## Recorded information
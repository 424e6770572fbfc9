//! Asynchronous command execution for a Riak client.
//!
//! A [`GenericCommand`] builds a core [`Operation`], submits it to a [`Cluster`], and returns a
//! [`CommandFuture`] that completes once the operation does, with the core result mapped onto
//! client types by the command's converters. Operations answered by several messages can buffer
//! them into one result or stream them through a [`ResultQueue`] as they arrive.
//!
//! [`Node`] is a cluster of one node over a single connection. The concrete operations in
//! [`operations`] and commands in [`commands`] show how new ones are built.

pub mod adapter;
pub mod cluster;
pub mod codec;
pub mod command;
pub mod commands;
pub mod config;
pub mod convert;
pub mod error;
pub mod future;
pub mod node;
pub mod operation;
pub mod operations;
pub mod proto;
pub mod queue;
pub mod timeseries;
mod tracing_shim;

pub use self::adapter::{adapt, CommandFuture, FutureAdapter};
pub use self::cluster::Cluster;
pub use self::command::{BuildOperation, ChunkedResults, GenericCommand};
pub use self::config::NodeOptions;
pub use self::convert::{Converter, Identity};
pub use self::error::{ConversionError, Error, Result};
pub use self::future::{Completed, OperationFuture, Outcome};
pub use self::node::Node;
pub use self::operation::{EmptyChunks, Operation, StreamMode};
pub use self::queue::{Delivery, ResultQueue};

## Exercise directions
Could you give again exactly the lines from the line containing "pub use self::config::NodeOptions;" through the final line of the data above, and no others?

## Exercise response
pub use self::config::NodeOptions;
pub use self::convert::{Converter, Identity};
pub use self::error::{ConversionError, Error, Result};
pub use self::future::{Completed, OperationFuture, Outcome};
pub use self::node::Node;
pub use self::operation::{EmptyChunks, Operation, StreamMode};
pub use self::queue::{Delivery, ResultQueue};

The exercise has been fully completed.